A decisão da juíza Geraldine Vital foi proferida em caráter de urgência poucos dias antes da data em que o educador Paulo Freire, se estivesse vivo, completaria um século de idade. Caso descumpra a medida, a União deve pagar multa de R$ 50 mil por dia.
De acordo com a magistrada, a liberdade de expressão é princípio fundamental, mas essa garantia constitucional é desfigurada e violada quando há “abuso de direito pela expressão que ameace a dignidade”.
“Ninguém é obrigado a gostar de Paulo Freire, nem mesmo a seguir suas propostas e a concordar com suas ideias”, argumenta Paulo César Carbonari, membro da Coordenação Nacional do Movimento Nacional de Direitos Humanos. “Mas todos e todas temos de respeitar seu legado e sua memória”, afirma.
A cruzada conservadora contra Paulo Freire
A ação movida pelo MNDH é mais uma das muitas reações da sociedade civil aos constantes ataques do presidente Jair Bolsonaro e seus seguidores contra Paulo Freire, considerado um dos maiores intelectuais, filósofos e educadores do mundo.
Ainda em campanha presidencial, Jair Bolsonaro apresentou, em seu plano de governo, a proposta de expurgar “a ideologia de Paulo Freire” da educação. Em uma palestra dada na época para empresários no Espírito Santo, afirmou que era preciso “entrar com um lança-chamas no MEC [Ministério da Educação] para tirar o Paulo Freire de lá”.
Em outra ocasião, Bolonsaro, já presidente, comentava uma decisão do seu então Ministro da Educação, Abraham Weintraub, de desativar a TV Escola. O presidente, então, descreveu Paulo Freire como “ídolo da esquerda” e “energúmeno”.
Tendo morrido em 1997, Freire não vivenciou o bolsonarismo e o recente crescimento de ideais totalitários que o elegeram como um dos alvos. Soube bem, no entanto, o que é ser perseguido politicamente.

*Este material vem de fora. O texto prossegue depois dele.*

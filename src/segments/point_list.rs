use crate::geometry::{AbsRat, BoundingBox, Point};
use std::collections::VecDeque;

/// Point history of a growing segment, split at its seed.
///
/// Points added on the left go to the front, points added on the right go to
/// the back, so the list always reads in left to right order.
#[derive(Clone, Debug, PartialEq, Eq)]
pub struct BiPtList {
    pts: VecDeque<Point>,
    start: usize,
}

impl BiPtList {
    pub fn new(seed: Point) -> Self {
        let mut pts = VecDeque::with_capacity(64);
        pts.push_back(seed);
        Self { pts, start: 0 }
    }

    #[inline]
    pub fn len(&self) -> usize {
        self.pts.len()
    }

    /// Never true: the seed is kept whatever gets removed.
    #[inline]
    pub fn is_empty(&self) -> bool {
        self.pts.is_empty()
    }

    /// Number of points on the left of the seed.
    #[inline]
    pub fn front_len(&self) -> usize {
        self.start
    }

    /// Number of points on the right of the seed.
    #[inline]
    pub fn back_len(&self) -> usize {
        self.pts.len() - self.start - 1
    }

    pub fn seed(&self) -> Point {
        self.pts[self.start]
    }

    /// Leftmost point.
    pub fn front(&self) -> Point {
        self.pts[0]
    }

    /// Rightmost point.
    pub fn back(&self) -> Point {
        self.pts[self.pts.len() - 1]
    }

    pub fn add_front(&mut self, p: Point) {
        self.pts.push_front(p);
        self.start += 1;
    }

    pub fn add_back(&mut self, p: Point) {
        self.pts.push_back(p);
    }

    /// Drops up to `n` points from the left end. The point next to the seed
    /// is never removed this way.
    pub fn remove_front(&mut self, n: usize) {
        let n = n.min(self.start.saturating_sub(1));
        self.pts.drain(..n);
        self.start -= n;
    }

    /// Drops up to `n` points from the right end, sparing the one next to
    /// the seed.
    pub fn remove_back(&mut self, n: usize) {
        let n = n.min(self.back_len().saturating_sub(1));
        let keep = self.pts.len() - n;
        self.pts.truncate(keep);
    }

    /// Rational height of `p` above the chord joining both ends.
    pub fn height_to_ends(&self, p: Point) -> AbsRat {
        p.triangle_height(self.front(), self.back())
    }

    pub fn extrema(&self) -> BoundingBox {
        BoundingBox::of(self.pts.iter()).unwrap_or(BoundingBox {
            xmin: 0,
            ymin: 0,
            xmax: 0,
            ymax: 0,
        })
    }

    pub fn iter(&self) -> impl Iterator<Item = &Point> + '_ {
        self.pts.iter()
    }

    pub fn to_vec(&self) -> Vec<Point> {
        self.pts.iter().copied().collect()
    }

    /// Left side points, from the seed outwards.
    pub fn left_points(&self) -> Vec<Point> {
        self.pts.iter().take(self.start).rev().copied().collect()
    }

    /// Right side points, from the seed outwards.
    pub fn right_points(&self) -> Vec<Point> {
        self.pts.iter().skip(self.start + 1).copied().collect()
    }
}
//! Serializable reports of detector runs.
//!
//! [`SegmentDescriptor`] snapshots one blurred segment, [`ProbeReport`] one
//! probe detection and [`DetectionReport`] a whole tool run. Sweeps return a
//! [`SweepReport`](crate::detector::SweepReport) carrying a
//! [`TimingBreakdown`].

pub mod pipeline;
pub mod segments;
pub mod timing;

pub use pipeline::{DetectionReport, InputDescriptor, ProbeReport};
pub use segments::{DigitalLineDescriptor, SegmentDescriptor};
pub use timing::{StageTiming, TimingBreakdown};

#[cfg(test)]
mod tests;
use crate::geometry::{AbsRat, Point, Vector};

/// Which axis a width is measured along.
#[derive(Clone, Copy, Debug, PartialEq, Eq)]
pub enum Axis {
    /// Gap measured along `y` (between the edge line and the vertex, same column).
    Vertical,
    /// Gap measured along `x`.
    Horizontal,
}

impl Axis {
    /// Edge component dividing the cross product; zero for edges parallel
    /// to the axis, which cannot measure along it.
    #[inline]
    pub(crate) fn run(self, edge: Vector) -> i64 {
        match self {
            Axis::Vertical => edge.x as i64,
            Axis::Horizontal => edge.y as i64,
        }
    }
}

/// Vertex/edge pair of a convex polygon realising its minimal width along one axis.
#[derive(Clone, Copy, Debug, PartialEq, Eq)]
pub struct Antipodal {
    pub vertex: Point,
    pub edge_start: Point,
    pub edge_end: Point,
    pub width: AbsRat,
    pub axis: Axis,
}

impl Antipodal {
    /// Width of `vertex` above the edge `edge_start -> edge_end` along
    /// `axis`; `None` when the edge is parallel to the axis.
    pub(crate) fn measure(
        edge_start: Point,
        edge_end: Point,
        vertex: Point,
        axis: Axis,
    ) -> Option<Self> {
        let e = edge_start.vector_to(edge_end);
        let run = axis.run(e);
        (run != 0).then(|| Antipodal {
            vertex,
            edge_start,
            edge_end,
            width: AbsRat::new(e.cross(edge_start.vector_to(vertex)), run),
            axis,
        })
    }
}
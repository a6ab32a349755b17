#![doc = include_str!("../README.md")]

// Public modules (stable-ish surface)
pub mod config;
pub mod detector;
pub mod diagnostics;
pub mod image;
pub mod segments;

// Building blocks of the detector, public for tools and experiments.
pub mod digital;
pub mod edges;
pub mod geometry;
pub mod hull;
pub mod scanner;
pub mod tracker;

// --- High-level re-exports -------------------------------------------------

pub use crate::detector::{Detector, DetectorConfig, EdgeDirection, ResultCode, Step};
pub use crate::edges::{FieldConfig, GradientField};
pub use crate::geometry::Point;
pub use crate::segments::BlurredSegment;

// --- Prelude ---------------------------------------------------------------

/// Small prelude for quick experiments.
///
/// ```
/// use blurred_segments::prelude::*;
///
/// let (w, h) = (64usize, 48usize);
/// let gray = vec![0u8; w * h];
/// let img = ImageU8 { w, h, stride: w, data: &gray };
///
/// let mut det = Detector::from_image(&img, FieldConfig::default(), DetectorConfig::default());
/// let res = det.detect(Point::new(32, 0), Point::new(32, 47));
/// assert!(!res.is_ok());
/// ```
pub mod prelude {
    pub use crate::image::ImageU8;
    pub use crate::{
        BlurredSegment, Detector, DetectorConfig, FieldConfig, Point, ResultCode, Step,
    };
}
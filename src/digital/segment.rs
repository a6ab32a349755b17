use super::{ceil_div, floor_div, DigitalStraightLine, LineKind};
use crate::geometry::{AbsRat, BoundingBox, Point, Vector};
use serde::{Deserialize, Serialize};

/// Digital straight line restricted to a coordinate interval.
///
/// Mostly horizontal lines (`|b| > a`) are bounded on `x`, the others on `y`.
#[derive(Clone, Copy, Debug, PartialEq, Eq, Serialize, Deserialize)]
pub struct DigitalStraightSegment {
    line: DigitalStraightLine,
    min: i32,
    max: i32,
}

impl DigitalStraightSegment {
    /// Wraps `line`, taking the bounds from the relevant axis of `bbox`.
    pub fn new(line: DigitalStraightLine, bbox: BoundingBox) -> Self {
        let (min, max) = if Self::bounded_on_x(&line) {
            (bbox.xmin, bbox.xmax)
        } else {
            (bbox.ymin, bbox.ymax)
        };
        Self { line, min, max }
    }

    /// Segment of the line through `p1` and `p2`, bounded by `bbox`.
    pub fn through(p1: Point, p2: Point, kind: LineKind, bbox: BoundingBox) -> Self {
        Self::new(DigitalStraightLine::through(p1, p2, kind), bbox)
    }

    /// Segment of the thinnest line parallel to `(s, e)` holding `v`.
    pub fn from_antipodal(s: Point, e: Point, v: Point, bbox: BoundingBox) -> Self {
        Self::new(DigitalStraightLine::from_antipodal(s, e, v), bbox)
    }

    fn bounded_on_x(line: &DigitalStraightLine) -> bool {
        line.b().abs() > line.a()
    }

    #[inline]
    pub fn line(&self) -> &DigitalStraightLine {
        &self.line
    }

    #[inline]
    pub fn is_bounded_on_x(&self) -> bool {
        Self::bounded_on_x(&self.line)
    }

    /// Inclusive bounds on the bounded axis.
    #[inline]
    pub fn bounds(&self) -> (i32, i32) {
        (self.min, self.max)
    }

    #[inline]
    pub fn period(&self) -> i32 {
        self.line.period()
    }

    #[inline]
    pub fn nu(&self) -> i32 {
        self.line.nu()
    }

    /// Width `nu / period`.
    pub fn width(&self) -> AbsRat {
        self.line.width()
    }

    #[inline]
    pub fn support_vector(&self) -> Vector {
        self.line.support_vector()
    }

    pub fn owns(&self, p: Point) -> bool {
        let t = if self.is_bounded_on_x() { p.x } else { p.y };
        t >= self.min && t <= self.max && self.line.owns(p)
    }

    pub fn manhattan(&self, p: Point) -> i32 {
        self.line.manhattan(p)
    }

    pub fn center_of_intersection(&self, p1: Point, p2: Point) -> Option<Point> {
        self.line.center_of_intersection(p1, p2)
    }

    /// Every pixel of the segment, ordered along the bounded axis.
    pub fn points(&self) -> Vec<Point> {
        let (a, b, c, nu) = (
            self.line.a() as i64,
            self.line.b() as i64,
            self.line.c() as i64,
            self.line.nu() as i64,
        );
        let mut pts = Vec::new();
        if self.is_bounded_on_x() {
            for x in self.min..=self.max {
                let base = a * x as i64;
                let (lo, hi) = if b > 0 {
                    (ceil_div(c - base, b), ceil_div(c + nu - base, b) - 1)
                } else {
                    (
                        floor_div(base - c - nu, -b) + 1,
                        floor_div(base - c, -b),
                    )
                };
                pts.extend((lo..=hi).map(|y| Point::new(x, y as i32)));
            }
        } else {
            for y in self.min..=self.max {
                let base = b * y as i64;
                let lo = ceil_div(c - base, a);
                let hi = ceil_div(c + nu - base, a) - 1;
                pts.extend((lo..=hi).map(|x| Point::new(x as i32, y)));
            }
        }
        pts
    }
}
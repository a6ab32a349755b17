//! Gradient field: per-pixel gradient vectors, magnitudes and an occupancy
//! mask, built once per image.
//!
//! - Kernels: 3×3 / 5×5 Sobel, or morphological top-hat, black-hat and
//!   gradient over small structuring elements (see [`GradientKind`]).
//! - Candidate search: [`GradientField::local_max`] treats the magnitudes of a
//!   scan line as a 1D signal, keeps the peaks rising above the threshold,
//!   prunes weakly contrasted ones and masked ones, and sorts the rest by
//!   decreasing magnitude. [`GradientField::local_max_directed`] filters by
//!   agreement with a reference gradient instead of contrast.
//! - Mask: accepted pixels are stamped with a small dilation so later probes
//!   skip them.
//!
//! All decisions use integer arithmetic; dot and squared-cosine tests replace
//! angles.

pub mod grad;
mod field;
mod maxima;
pub mod morpho;

pub use field::{FieldConfig, GradientField, GradientKind, MaskDilation};

#[cfg(test)]
mod tests;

O educador se tornou conhecido na década de 1960, ao desenvolver e implementar um método inovador de alfabetização de 400 adultos no Rio Grande do Norte, partindo justamente do contexto e dos conhecimentos dos estudantes.
Os planos de implementar o programa em âmbito nacional, sob o governo de João Goulart, foram interrompidos com o golpe militar de 1964. Freire foi preso e, em seguida, viveu no exílio por 15 anos.
Atualmente o seu livro mais importante, Pedagagia do oprimido, está entre as 100 obras mais citadas em artigos acadêmicos na língua inglesa. Paulo Freire, entitulado Patrono da Educação Brasileira pelo Congresso Nacional desde 2012, tem o título de doutor honoris causa em ao menos 35 universidades mundo afora.
Talvez a obsessão com que as proposições freirianas são perseguidas nas ondas cíclicas de intensificação do conservadorismo no Brasil esteja explicada em uma das suas poderosas ideias, que aparece na citação do documento com o qual o MNDH entrou na Justiça. “Educação não transforma o mundo. Educação muda as pessoas. As pessoas mudam o mundo”.